Supplied data START

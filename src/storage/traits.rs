//! Storage traits and error types
//!
//! This module defines the trait interface for storage backends and
//! associated error types.

use crate::storage::{CarRecord, RunRecord, RunStatus, RunTotals};
use thiserror::Error;

/// Errors that can occur during storage operations
#[derive(Debug, Error)]
pub enum StorageError {
    #[error("Run not found: {0}")]
    RunNotFound(i64),

    #[error("Corrupt row: {0}")]
    Corrupt(String),

    #[error("IO error: {0}")]
    Io(#[from] std::io::Error),

    #[error("SQLite error: {0}")]
    Sqlite(#[from] rusqlite::Error),
}

/// Result type for storage operations
pub type StorageResult<T> = Result<T, StorageError>;

/// Trait for storage backend implementations
///
/// The only consistency the crawler relies on is the record upsert: two
/// concurrent inserts of the same URL must leave exactly one row, and the
/// losing caller must learn that it did not insert.
pub trait Storage: Send {
    // ===== Run Management =====

    /// Creates a new crawl run
    ///
    /// # Arguments
    ///
    /// * `config_hash` - Hash of the configuration file
    ///
    /// # Returns
    ///
    /// The ID of the newly created run
    fn create_run(&mut self, config_hash: &str) -> StorageResult<i64>;

    /// Marks a run as finished, recording its final status and totals
    fn finish_run(&mut self, run_id: i64, status: RunStatus, totals: &RunTotals)
        -> StorageResult<()>;

    /// Gets a run by ID
    fn get_run(&self, run_id: i64) -> StorageResult<RunRecord>;

    /// Gets the most recent run
    fn get_latest_run(&self) -> StorageResult<Option<RunRecord>>;

    // ===== Records =====

    /// Returns true if a record with this canonical URL is already stored
    fn record_exists(&self, url: &str) -> StorageResult<bool>;

    /// Inserts a record unless one with the same URL exists
    ///
    /// # Returns
    ///
    /// * `Ok(true)` - The record was inserted
    /// * `Ok(false)` - A record with this URL already existed; nothing changed
    fn upsert_record(&mut self, record: &CarRecord) -> StorageResult<bool>;

    /// Gets a record by canonical URL
    fn get_record(&self, url: &str) -> StorageResult<Option<CarRecord>>;

    /// Gets the most recently found records, newest first
    fn recent_records(&self, limit: usize) -> StorageResult<Vec<CarRecord>>;

    // ===== Statistics =====

    /// Gets total record count
    fn count_records(&self) -> StorageResult<u64>;

    /// Counts records that carry a phone number
    fn count_records_with_phone(&self) -> StorageResult<u64>;

    /// Counts records that carry a VIN
    fn count_records_with_vin(&self) -> StorageResult<u64>;

    /// Counts runs per final status
    fn count_runs_by_status(&self, status: RunStatus) -> StorageResult<u64>;
}
impl Coordinator {
    /// Creates a new coordinator and records the start of a run
    ///
    /// # Arguments
    ///
    /// * `config` - Settings for this run
    /// * `storage` - Record store; the run is recorded here too
    /// * `fetcher` - Fetch strategy used for every page
    /// * `config_hash` - Hash of the config file the run was started from
    /// * `cancel` - Token that stops the run from outside
    pub fn new(
        config: CrawlConfig,
        mut storage: SqliteStorage,
        fetcher: Arc<dyn FetchStrategy>,
        config_hash: &str,
        cancel: CancellationToken,
    ) -> Result<Self, CrawlError> {
        let run_id = storage.create_run(config_hash)?;
        let state = Arc::new(CrawlState::new(config.start_url.as_str()));

        let items = ItemContext {
            scheduler: Scheduler::new(&config),
            retry: RetryPolicy::from_config(&config),
            config: Arc::new(config),
            storage: Arc::new(Mutex::new(storage)),
            fetcher,
            state,
            cancel,
        };

        Ok(Self {
            items: Arc::new(items),
            run_id,
        })
    }

    pub fn run_id(&self) -> i64 {
        self.run_id
    }

    /// Runs the crawl to completion
    ///
    /// Fetch strategy sessions are released and the run is finalized in
    /// storage whatever the outcome. Blocked or exhausted listing pages end
    /// the run as `Aborted` and are reported, not returned as errors.
    pub async fn run(&self) -> Result<CrawlReport, CrawlError> {
        let started = Instant::now();
        tracing::info!(
            "Starting crawl run {} from {} using {} strategy",
            self.run_id,
            self.items.config.start_url,
            self.items.fetcher.kind()
        );

        let outcome = self.crawl().await;
        self.items.fetcher.shutdown().await;

        let abort_reason = match &outcome {
            Ok(reason) => reason.clone(),
            Err(e) => {
                tracing::error!("Crawl run {} failed: {}", self.run_id, e);
                Some(e.to_string())
            }
        };

        let state = &self.items.state;
        let mut phase = state.phase();
        if abort_reason.is_some() && phase != CrawlPhase::Aborted {
            phase = CrawlPhase::Aborted;
        }

        let report = CrawlReport {
            run_id: self.run_id,
            phase,
            abort_reason,
            pages_processed: state.pages_processed(),
            items_processed: state.items_processed(),
            records_saved: state.records_saved(),
            items_failed: state.items_failed(),
            cancelled: self.items.cancel.is_cancelled() && phase == CrawlPhase::Done,
        };

        let totals = RunTotals {
            pages_processed: report.pages_processed,
            items_processed: report.items_processed,
            records_saved: report.records_saved,
            items_failed: report.items_failed,
            abort_reason: report.abort_reason.clone(),
        };
        self.items
            .storage
            .lock()
            .unwrap_or_else(|e| e.into_inner())
            .finish_run(self.run_id, report.status(), &totals)?;

        tracing::info!(
            "Crawl run {} finished ({}) in {:?}: {} pages, {} distinct advertisements seen, {} items, {} new records, {} failed",
            self.run_id,
            report.status().to_db_string(),
            started.elapsed(),
            report.pages_processed,
            state.seen_count(),
            report.items_processed,
            report.records_saved,
            report.items_failed
        );

        outcome?;
        Ok(report)
    }

    /// Drives the phase machine; returns the abort reason if the run was aborted
    async fn crawl(&self) -> Result<Option<String>, CrawlError> {
        let ctx = &self.items;
        let state = &ctx.state;
        let max_pages = ctx.config.effective_max_pages();
        let max_items = ctx.config.max_items;

        if max_pages == 0 || max_items == 0 {
            tracing::info!("Nothing to do: page quota {}, item quota {}", max_pages, max_items);
            state.transition(CrawlPhase::Done)?;
            return Ok(None);
        }

        loop {
            state.transition(CrawlPhase::FetchingListing)?;
            if ctx.cancel.is_cancelled() {
                state.transition(CrawlPhase::Done)?;
                return Ok(None);
            }

            let url = state.current_url();
            tracing::info!("Fetching listing page {}: {}", state.pages_processed() + 1, url);

            let fetcher = Arc::clone(&ctx.fetcher);
            let (page, retry) =
                fetch_with_retry(&ctx.retry, &url, &ctx.cancel, || fetcher.fetch(&url)).await;

            if !page.is_valid() {
                if ctx.cancel.is_cancelled() {
                    state.transition(CrawlPhase::Done)?;
                    return Ok(None);
                }

                let error = if page.class.is_hostile() {
                    CrawlError::Blocked {
                        url: url.clone(),
                        attempts: retry.attempts(),
                    }
                } else {
                    CrawlError::FetchExhausted {
                        url: url.clone(),
                        attempts: retry.attempts(),
                    }
                };
                tracing::warn!("Aborting crawl: {}", error);
                state.transition(CrawlPhase::Aborted)?;
                return Ok(Some(error.to_string()));
            }

            state.transition(CrawlPhase::ExtractingListing)?;
            let listing = extract_listing(&page.content, &url, &ctx.config.base_origin);
            tracing::info!("Found {} advertisements on {}", listing.item_urls.len(), url);

            state.transition(CrawlPhase::DispatchingItems)?;
            self.dispatch(listing.item_urls).await?;

            let pages = state.record_page();
            state.transition(CrawlPhase::AdvancingPage)?;

            let next = match listing.next_page {
                _ if ctx.cancel.is_cancelled() => None,
                Some(next) if is_same_page(&next, &url) => {
                    tracing::info!("Next page link points back at {}, stopping", url);
                    None
                }
                Some(_) if pages >= max_pages => {
                    tracing::info!("Page quota of {} reached", max_pages);
                    None
                }
                Some(_) if state.quota_reached(max_items) => {
                    tracing::info!("Item quota of {} reached", max_items);
                    None
                }
                Some(next) => Some(next),
                None => {
                    tracing::info!("No next page after {}", url);
                    None
                }
            };

            let Some(next) = next else {
                state.transition(CrawlPhase::Done)?;
                return Ok(None);
            };

            let delay = ctx.scheduler.page_delay();
            tracing::debug!("Waiting {:?} before {}", delay, next);
            tokio::select! {
                _ = tokio::time::sleep(delay) => {}
                _ = ctx.cancel.cancelled() => {
                    state.transition(CrawlPhase::Done)?;
                    return Ok(None);
                }
            }

            state.set_current_url(next);
        }
    }

    /// Dispatches the items of one listing page and waits for all of them
    async fn dispatch(&self, item_urls: Vec<String>) -> Result<(), CrawlError> {
        let ctx = &self.items;
        let state = &ctx.state;
        let max_items = ctx.config.max_items;
        let per_page_cap = ctx.config.per_page_item_cap();

        let mut tasks = JoinSet::new();
        let mut taken = 0usize;

        for raw in item_urls {
            if ctx.cancel.is_cancelled() {
                tracing::info!("Cancelled, no further items will be dispatched");
                break;
            }
            if state.quota_reached(max_items) {
                break;
            }
            if per_page_cap.is_some_and(|cap| taken >= cap) {
                tracing::debug!("Test mode item cap reached for this page");
                break;
            }

            let url = match canonicalize(&raw) {
                Ok(url) => url,
                Err(e) => {
                    tracing::debug!("Skipping unusable item URL {}: {}", raw, e);
                    continue;
                }
            };

            if !state.mark_seen(&url) {
                tracing::debug!("Already handled {} in this run", url);
                continue;
            }
            taken += 1;

            let known = ctx
                .storage
                .lock()
                .unwrap_or_else(|e| e.into_inner())
                .record_exists(&url);
            let known = match known {
                Ok(known) => known,
                Err(e) => {
                    tracing::error!("Could not look up {} in the store: {}", url, e);
                    if state.try_reserve_item(max_items) {
                        state.record_item_failed();
                    }
                    continue;
                }
            };
            if known {
                if state.try_reserve_item(max_items) {
                    tracing::debug!("{} is already stored", url);
                    state.record_item_done(false);
                }
                continue;
            }

            tracing::trace!("{} item slots free", ctx.scheduler.available_slots());
            let permit = tokio::select! {
                permit = ctx.scheduler.acquire() => permit,
                _ = ctx.cancel.cancelled() => None,
            };
            let Some(permit) = permit else {
                break;
            };

            if !state.try_reserve_item(max_items) {
                break;
            }

            tasks.spawn(Arc::clone(ctx).process(url, permit));
        }

        while let Some(joined) = tasks.join_next().await {
            if let Err(e) = joined {
                tracing::error!("Item task did not complete: {}", e);
                state.record_item_failed();
            }
        }

        Ok(())
    }
}

/// True when two URLs name the same page after canonicalization
fn is_same_page(a: &str, b: &str) -> bool {
    match (canonicalize(a), canonicalize(b)) {
        (Ok(a), Ok(b)) => a == b,
        _ => a == b,
    }
}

Supplied data END

> _Problem to work on_
Using the entries shown above, reproduce verbatim the lines from the line bearing "state.transition(CrawlPhase::FetchingListing)?;" to the line bearing "let url = state.current_url();", inclusive.

> _Answer area_
            state.transition(CrawlPhase::FetchingListing)?;
            if ctx.cancel.is_cancelled() {
                state.transition(CrawlPhase::Done)?;
                return Ok(None);
            }

            let url = state.current_url();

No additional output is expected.